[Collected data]
□ □ □ □

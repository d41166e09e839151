use std::{cmp::Ordering, fmt};

use tracing::instrument;

use crate::domain::RequirementRecord;

/// Columns the table can be sorted by.
#[derive(Copy, Clone, Debug, Eq, PartialEq, Hash)]
pub enum SortColumn {
    /// Case-sensitive lexicographic order of the model's label.
    AiClassification,
    /// Numeric order of the model's confidence.
    Confidence,
}

impl SortColumn {
    /// The key used to identify the column, e.g. in markup.
    #[must_use]
    pub const fn key(self) -> &'static str {
        match self {
            Self::AiClassification => "aiClassification",
            Self::Confidence => "confidence",
        }
    }

    fn compare(self, a: &RequirementRecord, b: &RequirementRecord) -> Ordering {
        match self {
            Self::AiClassification => a.ai_classification.cmp(&b.ai_classification),
            Self::Confidence => a.confidence.total_cmp(&b.confidence),
        }
    }
}

/// Direction of a sort.
#[derive(Copy, Clone, Debug, Eq, PartialEq, Hash, Default)]
pub enum SortDirection {
    /// Smallest first.
    #[default]
    Ascending,
    /// Largest first.
    Descending,
}

impl SortDirection {
    /// The opposite direction.
    #[must_use]
    pub const fn flipped(self) -> Self {
        match self {
            Self::Ascending => Self::Descending,
            Self::Descending => Self::Ascending,
        }
    }
}

impl fmt::Display for SortDirection {
    fn fmt(&self, f: &mut fmt::Formatter<'_>) -> fmt::Result {
        f.write_str(match self {
            Self::Ascending => "asc",
            Self::Descending => "desc",
        })
    }
}

/// The direction each sortable column will use on its next activation.
#[derive(Debug, Clone, Copy, Default, PartialEq, Eq)]
pub struct SortState {
    ai_classification: SortDirection,
    confidence: SortDirection,
}

impl SortState {
    /// The direction the next sort on `column` will use.
    #[must_use]
    pub const fn direction(self, column: SortColumn) -> SortDirection {
        match column {
            SortColumn::AiClassification => self.ai_classification,
            SortColumn::Confidence => self.confidence,
        }
    }

    const fn slot(&mut self, column: SortColumn) -> &mut SortDirection {
        match column {
            SortColumn::AiClassification => &mut self.ai_classification,
            SortColumn::Confidence => &mut self.confidence,
        }
    }

    /// Reorders `records` in place by `column`, then flips the stored
    /// direction for that column.
    ///
    /// Returns the direction that was applied. Ties keep their relative order;
    /// there is no secondary key.
    #[instrument(level = "debug", skip(self, records), fields(count = records.len()))]
    pub fn sort_by(
        &mut self,
        column: SortColumn,
        records: &mut [RequirementRecord],
    ) -> SortDirection {
        let slot = self.slot(column);
        let direction = *slot;

        match direction {
            SortDirection::Ascending => records.sort_by(|a, b| column.compare(a, b)),
            SortDirection::Descending => records.sort_by(|a, b| column.compare(b, a)),
        }

        let next = direction.flipped();
        *slot = next;
        tracing::debug!(%direction, %next, "sorted");
        direction
    }
}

□ □ □ □

## Work instruction
Repeat each line of the data above, exactly as it appears, from the first through the line that contains "pub enum SortColumn".

## Solution for this problem
repository d41166e09e839151
use std::{cmp::Ordering, fmt};

use tracing::instrument;

use crate::domain::RequirementRecord;

/// Columns the table can be sorted by.
#[derive(Copy, Clone, Debug, Eq, PartialEq, Hash)]
pub enum SortColumn {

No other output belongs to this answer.